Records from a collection
┄┄┄┄┄┄┄┄┄┄┄┄┄┄┄┄┄┄┄┄

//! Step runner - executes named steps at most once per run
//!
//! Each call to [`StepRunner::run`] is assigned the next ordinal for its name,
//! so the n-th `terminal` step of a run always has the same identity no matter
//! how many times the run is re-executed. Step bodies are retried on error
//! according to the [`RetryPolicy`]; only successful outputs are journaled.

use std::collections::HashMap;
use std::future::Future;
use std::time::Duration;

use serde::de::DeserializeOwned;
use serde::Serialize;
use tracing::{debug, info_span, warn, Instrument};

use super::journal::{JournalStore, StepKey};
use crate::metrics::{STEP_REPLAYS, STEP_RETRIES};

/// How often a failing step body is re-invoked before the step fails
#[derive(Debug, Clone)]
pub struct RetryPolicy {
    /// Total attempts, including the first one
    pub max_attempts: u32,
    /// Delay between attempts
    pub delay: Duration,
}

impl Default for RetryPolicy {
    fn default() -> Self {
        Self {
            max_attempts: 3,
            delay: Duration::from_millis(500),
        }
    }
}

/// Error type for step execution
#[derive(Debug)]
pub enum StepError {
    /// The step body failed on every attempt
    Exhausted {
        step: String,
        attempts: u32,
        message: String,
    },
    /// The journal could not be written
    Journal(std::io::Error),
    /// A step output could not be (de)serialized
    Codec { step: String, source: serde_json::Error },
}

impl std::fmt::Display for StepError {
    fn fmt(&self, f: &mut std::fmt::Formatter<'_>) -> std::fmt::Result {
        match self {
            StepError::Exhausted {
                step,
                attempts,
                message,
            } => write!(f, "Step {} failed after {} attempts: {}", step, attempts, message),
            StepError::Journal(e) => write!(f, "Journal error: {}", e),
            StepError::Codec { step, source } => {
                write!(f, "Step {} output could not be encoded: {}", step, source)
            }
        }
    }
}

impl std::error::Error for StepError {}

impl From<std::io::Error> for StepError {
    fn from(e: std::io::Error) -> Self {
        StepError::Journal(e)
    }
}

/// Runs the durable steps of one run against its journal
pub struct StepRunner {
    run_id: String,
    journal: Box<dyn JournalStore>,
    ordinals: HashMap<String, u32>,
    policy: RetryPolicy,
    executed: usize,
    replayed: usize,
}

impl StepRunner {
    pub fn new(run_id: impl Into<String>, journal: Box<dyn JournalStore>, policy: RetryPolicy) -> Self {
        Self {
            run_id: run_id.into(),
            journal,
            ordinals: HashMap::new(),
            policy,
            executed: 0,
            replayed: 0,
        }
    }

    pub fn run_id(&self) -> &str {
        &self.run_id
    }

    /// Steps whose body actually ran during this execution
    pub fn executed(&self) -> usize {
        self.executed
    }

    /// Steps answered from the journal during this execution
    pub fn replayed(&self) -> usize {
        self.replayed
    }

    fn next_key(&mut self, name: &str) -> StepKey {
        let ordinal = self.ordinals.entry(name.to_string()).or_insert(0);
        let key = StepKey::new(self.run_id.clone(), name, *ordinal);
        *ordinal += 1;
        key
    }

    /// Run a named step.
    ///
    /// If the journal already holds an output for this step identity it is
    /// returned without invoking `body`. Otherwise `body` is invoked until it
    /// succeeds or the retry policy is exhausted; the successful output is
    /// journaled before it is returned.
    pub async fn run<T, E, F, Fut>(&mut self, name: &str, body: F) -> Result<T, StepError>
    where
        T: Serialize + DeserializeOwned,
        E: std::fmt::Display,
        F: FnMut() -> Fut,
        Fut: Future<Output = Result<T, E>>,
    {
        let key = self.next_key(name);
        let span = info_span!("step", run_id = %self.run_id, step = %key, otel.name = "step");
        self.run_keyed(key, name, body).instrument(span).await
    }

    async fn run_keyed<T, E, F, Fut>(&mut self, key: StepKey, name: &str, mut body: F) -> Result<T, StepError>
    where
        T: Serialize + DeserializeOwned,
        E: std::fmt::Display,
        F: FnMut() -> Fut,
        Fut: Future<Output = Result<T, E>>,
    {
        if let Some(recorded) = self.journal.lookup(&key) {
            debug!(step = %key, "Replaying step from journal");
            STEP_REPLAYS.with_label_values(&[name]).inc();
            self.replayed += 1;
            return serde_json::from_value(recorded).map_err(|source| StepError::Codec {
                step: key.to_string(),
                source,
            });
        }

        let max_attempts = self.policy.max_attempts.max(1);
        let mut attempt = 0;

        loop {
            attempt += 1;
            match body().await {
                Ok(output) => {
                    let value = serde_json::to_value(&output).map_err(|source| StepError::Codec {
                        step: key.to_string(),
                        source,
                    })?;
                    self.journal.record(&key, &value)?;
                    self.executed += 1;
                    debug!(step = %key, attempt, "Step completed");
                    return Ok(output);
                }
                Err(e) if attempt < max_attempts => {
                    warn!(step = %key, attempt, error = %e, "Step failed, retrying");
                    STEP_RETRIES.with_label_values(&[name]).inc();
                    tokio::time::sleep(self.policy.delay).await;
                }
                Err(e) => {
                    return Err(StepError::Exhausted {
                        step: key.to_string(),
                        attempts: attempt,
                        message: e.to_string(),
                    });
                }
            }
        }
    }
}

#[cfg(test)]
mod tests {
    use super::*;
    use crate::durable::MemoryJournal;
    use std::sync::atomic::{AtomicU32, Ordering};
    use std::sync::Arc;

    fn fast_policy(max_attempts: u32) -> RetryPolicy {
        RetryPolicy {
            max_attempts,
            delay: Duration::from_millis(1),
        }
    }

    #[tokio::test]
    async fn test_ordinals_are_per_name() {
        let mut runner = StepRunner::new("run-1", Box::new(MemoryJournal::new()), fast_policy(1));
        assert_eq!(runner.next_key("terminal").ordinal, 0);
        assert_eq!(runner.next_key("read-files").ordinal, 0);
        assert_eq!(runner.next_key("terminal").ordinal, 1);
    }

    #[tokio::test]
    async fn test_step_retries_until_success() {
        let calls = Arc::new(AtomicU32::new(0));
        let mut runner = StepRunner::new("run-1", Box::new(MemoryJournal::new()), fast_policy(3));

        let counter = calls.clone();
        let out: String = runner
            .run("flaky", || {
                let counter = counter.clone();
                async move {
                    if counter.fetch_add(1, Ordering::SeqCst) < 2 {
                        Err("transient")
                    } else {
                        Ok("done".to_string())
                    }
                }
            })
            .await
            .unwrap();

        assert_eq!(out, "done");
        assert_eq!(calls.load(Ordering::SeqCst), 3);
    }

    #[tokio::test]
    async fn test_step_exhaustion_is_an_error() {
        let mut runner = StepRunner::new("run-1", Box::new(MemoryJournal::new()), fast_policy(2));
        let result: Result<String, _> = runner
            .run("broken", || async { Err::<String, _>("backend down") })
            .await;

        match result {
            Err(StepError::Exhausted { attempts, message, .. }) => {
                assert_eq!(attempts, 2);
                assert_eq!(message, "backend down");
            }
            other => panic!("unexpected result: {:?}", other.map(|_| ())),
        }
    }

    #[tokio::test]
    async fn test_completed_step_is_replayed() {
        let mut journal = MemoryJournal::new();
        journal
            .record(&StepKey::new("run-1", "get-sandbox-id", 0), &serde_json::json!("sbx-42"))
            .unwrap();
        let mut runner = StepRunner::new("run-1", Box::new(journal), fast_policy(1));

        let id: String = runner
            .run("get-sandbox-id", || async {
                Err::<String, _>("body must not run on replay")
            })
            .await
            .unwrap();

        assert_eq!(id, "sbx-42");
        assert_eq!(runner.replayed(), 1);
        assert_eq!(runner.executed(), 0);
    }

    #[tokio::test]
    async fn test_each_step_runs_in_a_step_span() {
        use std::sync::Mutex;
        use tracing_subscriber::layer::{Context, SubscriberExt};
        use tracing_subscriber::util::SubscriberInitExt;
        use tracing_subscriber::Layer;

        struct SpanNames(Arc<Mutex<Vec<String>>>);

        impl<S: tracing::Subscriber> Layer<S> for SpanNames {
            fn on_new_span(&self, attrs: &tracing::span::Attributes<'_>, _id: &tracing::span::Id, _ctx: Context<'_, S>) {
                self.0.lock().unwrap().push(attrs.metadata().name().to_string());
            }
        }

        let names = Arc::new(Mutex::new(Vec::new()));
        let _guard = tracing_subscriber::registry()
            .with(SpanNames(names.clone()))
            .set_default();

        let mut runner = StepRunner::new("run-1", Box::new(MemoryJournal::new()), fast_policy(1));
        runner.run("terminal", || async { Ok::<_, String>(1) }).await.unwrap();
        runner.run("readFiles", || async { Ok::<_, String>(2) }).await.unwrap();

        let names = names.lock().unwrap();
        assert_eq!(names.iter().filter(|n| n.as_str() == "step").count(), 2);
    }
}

┄┄┄┄┄┄┄┄┄┄┄┄┄┄┄┄┄┄┄┄

What you will do: Pick out each line above that includes "write" and show it.

Answer area:
            } => write!(f, "Step {} failed after {} attempts: {}", step, attempts, message),
            StepError::Journal(e) => write!(f, "Journal error: {}", e),
                write!(f, "Step {} output could not be encoded: {}", step, source)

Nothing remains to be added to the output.